Wisconsin Girls Accused of Stabbing Classmate to Please Slender Man Character to be Tried as Adults

A Wisconsin judge says two girls accused of stabbing a classmate to please the horror character Slender Man will stay in adult court, where they could face decades in prison.

The 13-year-old girls' attorneys wanted the cases transferred to juvenile court, where the girls could be held for only five years. But Waukesha County Circuit Judge Michael Bohren ruled Monday they should remain in adult court.

The girls are accused of luring Payton Leutner into the woods during a sleepover and attacking her in May 2014. Payton was stabbed 19 times but survived. All three girls were 12 at the time.

The suspects were charged with attempted first-degree intentional homicide, automatically placing them in adult court under Wisconsin law. If convicted, they could face up to 65 years in prison.

Defense attorneys for both girls argue their clients are mentally ill. One attorney says his client is a schizophrenic who still believes fictional characters such as Slender Man and Harry Potter truly exist. They argued that the girls will receive better treatment in the juvenile system. Prosecutors said transferring them out of adult court would depreciate the seriousness of the crime.

Prosecutors allege the girls, who are both from Waukesha, a Milwaukee suburb, had plotted for months to kill classmate Payton Leutner in hopes of pleasing Slender Man. They planned to live with the horror character as his servants after the slaying, according to investigators.

They lured Leutner into some woods at a park in May 2014 and stabbed her 19 times before fleeing, according to court documents. A passing bicyclist found Leutner, who survived. Police captured the two girls later that day as they were walking to the Nicolet National Forest, 300 miles away, where they believed Slender Man lived in a mansion.

All three girls were 12 years old at the time. Anyone 10 or older charged with first-degree attempted homicide is automatically considered an adult under Wisconsin law.

Attorneys for one girl maintain she is an emerging schizophrenic who even now still carries on conversations with Harry Potter characters. If she goes to an adult prison, they say, she won't get the therapy she needs and her symptoms will worsen.

"(The girl) is not the hardened, irascible offender who ... needs to be taught a lesson through adult court placement," her attorney, Anthony Cotton, wrote in court filings.

Prosecutors Kevin Osborne and Ted Szczupakiewicz countered in their own filing that she would get a longer span of treatment in prison than the juvenile system, and keeping her case in adult court sends a message to the "defendant and other juveniles: that serious actions have serious, adult consequences."

The other girl's attorneys have asked Bohren, on top of the juvenile system request, to declare that the law forcing 10-year-olds into adult court is unconstitutional.
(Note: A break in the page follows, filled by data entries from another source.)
//! Logging and tracing initialization.

use crate::config::LoggingConfig;

/// Initialize the tracing subscriber with the given configuration.
pub fn init_logging(config: &LoggingConfig) {
    use tracing_subscriber::{fmt, EnvFilter};

    let env_filter =
        EnvFilter::try_from_default_env().unwrap_or_else(|_| EnvFilter::new(&config.level));

    let writer = match config.file.as_ref() {
        Some(path) => match std::fs::OpenOptions::new()
            .create(true)
            .append(true)
            .open(path)
        {
            Ok(file) => Some(std::sync::Mutex::new(file)),
            Err(e) => {
                eprintln!("Failed to open log file {}: {e}", path.display());
                None
            }
        },
        None => None,
    };

    match (config.json, writer) {
        (true, Some(file)) => {
            let subscriber = fmt::Subscriber::builder()
                .with_env_filter(env_filter)
                .json()
                .with_writer(file)
                .finish();
            tracing::subscriber::set_global_default(subscriber).ok();
        }
        (true, None) => {
            let subscriber = fmt::Subscriber::builder()
                .with_env_filter(env_filter)
                .json()
                .finish();
            tracing::subscriber::set_global_default(subscriber).ok();
        }
        (false, Some(file)) => {
            let subscriber = fmt::Subscriber::builder()
                .with_env_filter(env_filter)
                .with_target(true)
                .with_ansi(false)
                .with_writer(file)
                .finish();
            tracing::subscriber::set_global_default(subscriber).ok();
        }
        (false, None) => {
            let subscriber = fmt::Subscriber::builder()
                .with_env_filter(env_filter)
                .with_target(true)
                .with_thread_ids(false)
                .with_file(false)
                .with_line_number(false)
                .finish();
            tracing::subscriber::set_global_default(subscriber).ok();
        }
    }
}

/// Initialize logging with defaults (useful for tests and quick scripts).
pub fn init_default_logging() {
    init_logging(&LoggingConfig::default());
}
They insist it amounts to cruel and unusual punishment against children who can't control themselves because their brains aren't fully developed.

"Since severe adult penalties do not achieve their stated goals of rehabilitation ... when applied to juveniles, they serve only to punish excessively," one of the girl's attorneys, Maura McMahon, wrote in court documents.

Prosecutors have argued that Bohren can't decide whether the punishment is excessive because the girl hasn't been sentenced. Legislators had a rational basis to pass the law as an attempt to curb juvenile crime and protect the public, they added.